How Legitimate Meat Fermentation Differs
Safe fermented meat products do exist. Salami, chorizo, and other cured sausages involve controlled fermentation, but the process bears almost no resemblance to high meat. Commercial producers use specific bacterial starter cultures (typically strains of Lactobacillus) that rapidly lower pH, creating an acidic environment hostile to dangerous pathogens. Salt concentrations are carefully calibrated. Sodium nitrite is added at precise levels, around 50 parts per million, specifically to prevent C. botulinum growth. Temperature and humidity are monitored throughout fermentation and drying.
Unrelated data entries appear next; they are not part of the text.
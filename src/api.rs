use crate::config::Config;
use crate::models::{asset_url, BatchOutcome, GalleryItem, GenerationRequest, GenerationResult};
use anyhow::Context;
use reqwest::blocking::{Client, Response};
use reqwest::Url;
use serde::Deserialize;
use serde_json::{json, Value};
use std::fs::{self, File, OpenOptions};
use std::io::{ErrorKind, Write};
use std::path::{Path, PathBuf};

const USER_AGENT: &str = concat!("meme-forge-gui/", env!("CARGO_PKG_VERSION"));

#[derive(Debug, thiserror::Error)]
pub enum RequestError {
    #[error("{0}")]
    Validation(&'static str),
    #[error("request failed: {0}")]
    Transport(#[from] reqwest::Error),
    #[error("server responded with status {status}")]
    Status { status: u16 },
    #[error("server error ({status}): {message}")]
    Server { status: u16, message: String },
    #[error("failed to save file: {0}")]
    Io(#[from] std::io::Error),
}

impl RequestError {
    /// Text shown in a view: validation and server messages verbatim, `fallback` otherwise.
    pub fn user_message(&self, fallback: &str) -> String {
        match self {
            RequestError::Validation(message) => (*message).to_string(),
            RequestError::Server { message, .. } => message.clone(),
            _ => fallback.to_string(),
        }
    }
}

#[derive(Deserialize)]
struct ErrorBody {
    error: String,
}

/// Blocking client for the meme backend. Calls run on gpui's background executor.
pub struct MemeForgeService {
    client: Client,
    api_url: Url,
    origin: String,
}

impl MemeForgeService {
    pub fn new(config: &Config) -> anyhow::Result<Self> {
        let client = Client::builder()
            .user_agent(USER_AGENT)
            .timeout(config.timeout)
            .build()
            .context("failed to build HTTP client")?;

        Ok(Self {
            client,
            api_url: config.api_url.clone(),
            origin: config.origin(),
        })
    }

    fn endpoint(&self, segments: &[&str]) -> Url {
        let mut url = self.api_url.clone();
        // Config only accepts base urls, so this always succeeds.
        if let Ok(mut path) = url.path_segments_mut() {
            path.pop_if_empty().extend(segments);
        }
        url
    }

    pub fn asset_url(&self, path: &str) -> String {
        asset_url(&self.origin, path)
    }

    pub fn health_check(&self) -> Result<(), RequestError> {
        let url = self.endpoint(&["health"]);
        log::debug!("GET {}", url);
        let resp = self.client.get(url).send()?;
        check_status(resp)?;
        Ok(())
    }

    pub fn generate(&self, request: &GenerationRequest) -> Result<GenerationResult, RequestError> {
        let url = self.endpoint(&["generate"]);
        log::debug!(
            "POST {} style={:?} mood={:?}",
            url,
            request.style(),
            request.mood()
        );
        let resp = self.client.post(url).json(request).send()?;
        let result: GenerationResult = check_status(resp)?.json()?;
        log::info!("generated meme at {}", result.image_path);
        Ok(result)
    }

    // No view issues batches; kept for parity with the backend contract.
    #[allow(dead_code)]
    pub fn batch_generate(&self, situations: &[String]) -> Result<BatchOutcome, RequestError> {
        let url = self.endpoint(&["batch"]);
        log::debug!("POST {} ({} situations)", url, situations.len());
        let resp = self
            .client
            .post(url)
            .json(&json!({ "situations": situations }))
            .send()?;
        let outcome: BatchOutcome = check_status(resp)?.json()?;
        log::info!(
            "batch generated {} of {} memes",
            outcome.generated,
            outcome.total
        );
        Ok(outcome)
    }

    pub fn list_memes(&self) -> Result<Vec<GalleryItem>, RequestError> {
        let url = self.endpoint(&["memes"]);
        log::debug!("GET {}", url);
        let resp = self.client.get(url).send()?;
        let data: Value = check_status(resp)?.json()?;
        Ok(parse_gallery(&data))
    }

    pub fn delete_meme(&self, filename: &str) -> Result<(), RequestError> {
        let url = self.endpoint(&["memes", filename]);
        log::debug!("DELETE {}", url);
        let resp = self.client.delete(url).send()?;
        check_status(resp)?;
        log::info!("deleted meme {}", filename);
        Ok(())
    }

    /// Fetches an asset and writes it into `dest_dir` under its own file name.
    ///
    /// An existing file is never replaced; the copy gets a ` (n)` suffix.
    pub fn download(&self, url: &str, dest_dir: &Path) -> Result<PathBuf, RequestError> {
        log::debug!("GET {}", url);
        let resp = self.client.get(url).send()?;
        let bytes = check_status(resp)?.bytes()?;

        let name = url
            .rsplit('/')
            .next()
            .filter(|name| !name.is_empty())
            .unwrap_or("meme.png");
        fs::create_dir_all(dest_dir)?;
        let (path, mut file) = create_unique(dest_dir, name)?;
        file.write_all(&bytes)?;
        log::info!("saved {} bytes to {}", bytes.len(), path.display());
        Ok(path)
    }
}

fn create_unique(dir: &Path, name: &str) -> std::io::Result<(PathBuf, File)> {
    let (stem, ext) = match name.rsplit_once('.') {
        Some((stem, ext)) if !stem.is_empty() => (stem, Some(ext)),
        _ => (name, None),
    };
    for n in 0u32.. {
        let candidate = match (n, ext) {
            (0, _) => name.to_string(),
            (n, Some(ext)) => format!("{} ({}).{}", stem, n, ext),
            (n, None) => format!("{} ({})", stem, n),
        };
        let path = dir.join(candidate);
        match OpenOptions::new().write(true).create_new(true).open(&path) {
            Ok(file) => return Ok((path, file)),
            Err(e) if e.kind() == ErrorKind::AlreadyExists => continue,
            Err(e) => return Err(e),
        }
    }
    Err(std::io::Error::new(
        ErrorKind::AlreadyExists,
        format!("no free file name for {}", name),
    ))
}

fn check_status(resp: Response) -> Result<Response, RequestError> {
    let status = resp.status();
    if status.is_success() {
        return Ok(resp);
    }

    let message = resp
        .json::<ErrorBody>()
        .ok()
        .map(|body| body.error)
        .filter(|message| !message.trim().is_empty());
    log::warn!("request failed with {}: {:?}", status, message);

    Err(match message {
        Some(message) => RequestError::Server {
            status: status.as_u16(),
            message,
        },
        None => RequestError::Status {
            status: status.as_u16(),
        },
    })
}

/// Reads `{memes: [...]}`; anything else is an empty gallery.
fn parse_gallery(data: &Value) -> Vec<GalleryItem> {
    let Some(entries) = data.get("memes").and_then(Value::as_array) else {
        log::warn!("gallery payload has no 'memes' list");
        return Vec::new();
    };

    entries
        .iter()
        .filter_map(|entry| match serde_json::from_value(entry.clone()) {
            Ok(item) => Some(item),
            Err(e) => {
                log::warn!("skipping malformed gallery entry {}: {}", entry, e);
                None
            }
        })
        .collect()
}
The USDA requires that ready-to-eat fermented meat products achieve at least a 100,000-fold reduction in Salmonella and a 1,000-fold reduction in Listeria. These are rigorous, measurable standards enforced through inspection. The fermentation in these products enhances protein digestibility by breaking polypeptides into amino acids, and the lactic acid bacteria involved have documented probiotic properties. But none of this applies to raw meat left to rot in a jar at home without starter cultures, salt, nitrite, or any form of process control.
The Bottom Line on Safety
High meat is not a fermented food in any meaningful sense. Fermentation implies a controlled microbial process that preserves food and makes it safer. What happens in a jar of high meat is uncontrolled decomposition, where whatever bacteria are present on the raw meat multiply freely. The result is a product loaded with biogenic amines at unpredictable concentrations and potentially harboring some of the most dangerous foodborne pathogens known. The euphoria some people report is not evidence of a health benefit. It is more likely a physiological response to bioactive amines that, at higher doses, cause illness.